--- THE DATA Enclosed Below ---

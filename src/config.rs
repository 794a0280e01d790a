//! Framework configuration.

use std::path::PathBuf;

use crate::backend::CompileFlags;

/// Default prefix of pass annotations naming render targets (`target0`..`target3`).
pub const DEFAULT_TARGET_ANNOTATION_PREFIX: &str = "target";

/// Configuration for a [`Core`](crate::Core) instance.
///
/// # Example
///
/// ```ignore
/// let config = CoreConfig::default()
///     .with_compile_flags(CompileFlags::DEBUG)
///     .with_search_path("./effects");
/// let core = Core::new(config);
/// ```
#[derive(Debug, Clone, PartialEq, Eq)]
pub struct CoreConfig {
    /// Flags passed to the effect compiler for every effect.
    pub compile_flags: CompileFlags,
    /// Prefix of the pass annotations that name render targets.
    pub target_annotation_prefix: String,
    /// Size of synthesized textures when neither a `size` annotation nor the
    /// back buffer size is available.
    pub fallback_texture_size: (u32, u32),
    /// Directories mounted into the file system, searched in order.
    pub search_paths: Vec<PathBuf>,
}

impl Default for CoreConfig {
    fn default() -> Self {
        Self {
            compile_flags: CompileFlags::empty(),
            target_annotation_prefix: DEFAULT_TARGET_ANNOTATION_PREFIX.to_string(),
            fallback_texture_size: (1024, 1024),
            search_paths: Vec::new(),
        }
    }
}

impl CoreConfig {
    pub fn with_compile_flags(mut self, flags: CompileFlags) -> Self {
        self.compile_flags = flags;
        self
    }

    pub fn with_target_annotation_prefix(mut self, prefix: impl Into<String>) -> Self {
        self.target_annotation_prefix = prefix.into();
        self
    }

    pub fn with_fallback_texture_size(mut self, width: u32, height: u32) -> Self {
        self.fallback_texture_size = (width, height);
        self
    }

    /// Append a directory to the file search path.
    pub fn with_search_path(mut self, path: impl Into<PathBuf>) -> Self {
        self.search_paths.push(path.into());
        self
    }

    /// Name of the annotation holding the render target for `slot`.
    pub fn target_annotation(&self, slot: usize) -> String {
        format!("{}{}", self.target_annotation_prefix, slot)
    }
}

#[cfg(test)]
mod tests {
    use super::*;

    #[test]
    fn test_defaults() {
        let config = CoreConfig::default();
        assert_eq!(config.compile_flags, CompileFlags::empty());
        assert_eq!(config.target_annotation(2), "target2");
        assert!(config.search_paths.is_empty());
    }

    #[test]
    fn test_builder() {
        let config = CoreConfig::default()
            .with_compile_flags(CompileFlags::DEBUG | CompileFlags::SKIP_OPTIMIZATION)
            .with_target_annotation_prefix("vs_target")
            .with_fallback_texture_size(256, 128)
            .with_search_path("effects")
            .with_search_path("textures");

        assert!(config.compile_flags.contains(CompileFlags::DEBUG));
        assert_eq!(config.target_annotation(0), "vs_target0");
        assert_eq!(config.fallback_texture_size, (256, 128));
        assert_eq!(config.search_paths.len(), 2);
    }
}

--- End of Enclosed THE DATA ---

**PROBLEM REQUIREMENTS**.
Each line in the entries above, starting at the line with "repository 794a0280e01d790a" and ending at the line with "Name of the", is to be printed exactly, and only those lines.

**ANSWER BOX**.
repository 794a0280e01d790a
//! Framework configuration.

use std::path::PathBuf;

use crate::backend::CompileFlags;

/// Default prefix of pass annotations naming render targets (`target0`..`target3`).
pub const DEFAULT_TARGET_ANNOTATION_PREFIX: &str = "target";

/// Configuration for a [`Core`](crate::Core) instance.
///
/// # Example
///
/// ```ignore
/// let config = CoreConfig::default()
///     .with_compile_flags(CompileFlags::DEBUG)
///     .with_search_path("./effects");
/// let core = Core::new(config);
/// ```
#[derive(Debug, Clone, PartialEq, Eq)]
pub struct CoreConfig {
    /// Flags passed to the effect compiler for every effect.
    pub compile_flags: CompileFlags,
    /// Prefix of the pass annotations that name render targets.
    pub target_annotation_prefix: String,
    /// Size of synthesized textures when neither a `size` annotation nor the
    /// back buffer size is available.
    pub fallback_texture_size: (u32, u32),
    /// Directories mounted into the file system, searched in order.
    pub search_paths: Vec<PathBuf>,
}

impl Default for CoreConfig {
    fn default() -> Self {
        Self {
            compile_flags: CompileFlags::empty(),
            target_annotation_prefix: DEFAULT_TARGET_ANNOTATION_PREFIX.to_string(),
            fallback_texture_size: (1024, 1024),
            search_paths: Vec::new(),
        }
    }
}

impl CoreConfig {
    pub fn with_compile_flags(mut self, flags: CompileFlags) -> Self {
        self.compile_flags = flags;
        self
    }

    pub fn with_target_annotation_prefix(mut self, prefix: impl Into<String>) -> Self {
        self.target_annotation_prefix = prefix.into();
        self
    }

    pub fn with_fallback_texture_size(mut self, width: u32, height: u32) -> Self {
        self.fallback_texture_size = (width, height);
        self
    }

    /// Append a directory to the file search path.
    pub fn with_search_path(mut self, path: impl Into<PathBuf>) -> Self {
        self.search_paths.push(path.into());
        self
    }

    /// Name of the annotation holding the render target for `slot`.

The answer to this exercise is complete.